Imagine if a white Congressman stopped short of using the N-word to describe blacks but used terms like coons, jigaboos or spooks. Imagine the uproar...and rightfully so.
So, now Rangel has done something I hate. He's given those on the right legitimate ammunition to scream about black racism, as opposed to the BS they typically rant about with no justification. "See! See! We told y'all blacks are racists!!" they'll say repeatedly and try to build a false equivalency between the N-word and the C-word. He's given them something to rally around, much like they love to talk about black-on-black crime statistics, they'll be talking about this for weeks on end.
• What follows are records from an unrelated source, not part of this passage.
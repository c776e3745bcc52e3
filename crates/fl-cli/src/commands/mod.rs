//! Per-command drivers. Each command loads persisted state, talks to the
//! API through [`fl_core::ManagementApi`], renders, and saves state back.

pub mod assignments;
pub mod groups;
pub mod logs;
pub mod scripts;

use anyhow::{Context, Result};

use fl_graph::{CredentialProvider, GraphClient};

use crate::config::AppConfig;

/// Builds the Graph client from config. `FLEETLENS_TOKEN` wins over the
/// config's static token, which wins over the capture file.
pub fn build_client(config: &AppConfig) -> Result<GraphClient> {
    let credentials = if let Ok(token) = std::env::var("FLEETLENS_TOKEN") {
        CredentialProvider::static_token(token)
    } else if let Some(token) = &config.credential.token {
        CredentialProvider::static_token(token.as_str())
    } else {
        CredentialProvider::capture_file(&config.credential.capture_file)
    };
    GraphClient::new(&config.graph, credentials).context("Failed to initialize Graph client")
}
Thanks Charlie. The wingnuts and the folks at Fox News love you for this. I guess you were tired of Riley Cooper hogging the headlines. Perhaps you'll join him in those racial sensitivity classes. But seriously, the very least Mr. Rangel should do is apologize for using that term and then go on fighting and calling out the Tea Party's racism in much more sophisticated ways commensurate with his status as a U.S. Congressman.
11:07 PM PT: Just so anybody who reads this diary knows, please don't read this piece and come away thinking I believe the words n*r and cr are equivalent in terms of their vileness because I do not. I tried to point that out in my diary, but can see how some still might not appreciate any comparison between the two. As for my personal experience with the word cracker, when I was a small child sitting on the porch with my late grandfather and his friends, they'd often talk of 3 groups of people with anger and disdain: n**s, crackers and peckerwoods. I was too little to know what they were talking about, but I did say to myself those are some terrible people I never want to meet. So, even after I got old enough to understand who they were referring to, I considered those words as negative ways to see people. Having said that, I've been in recent meetings/get togethers with people who proudly call themselves Florida Crackers. That makes me a bit uncomfortable and I'd certainly never call them that. Sort of like some blacks see the N-word as a term of endearment/unity. But again, I see the term cracker as a non-complimentary way to belittle white people...but not on same level of repugnancy as the N-word. The main point of my diary is simply this: Charlie Rangel should have found less racially insensitive, inflammatory words to compare the racism of the Tea Party and that of the old southern segregationists.
Sat Aug 03, 2013 at 9:58 AM PT: If you go to http://www.philly.com/... and read article (Riley Cooper, move over! by John Featherman and comments, you'll see exactly what I meant by saying Rangel gave those on the right ammunition to scream about black racism. Cooper's racist statement gets lost in storm of commenter after commenter angrily attacking black people in one way or another.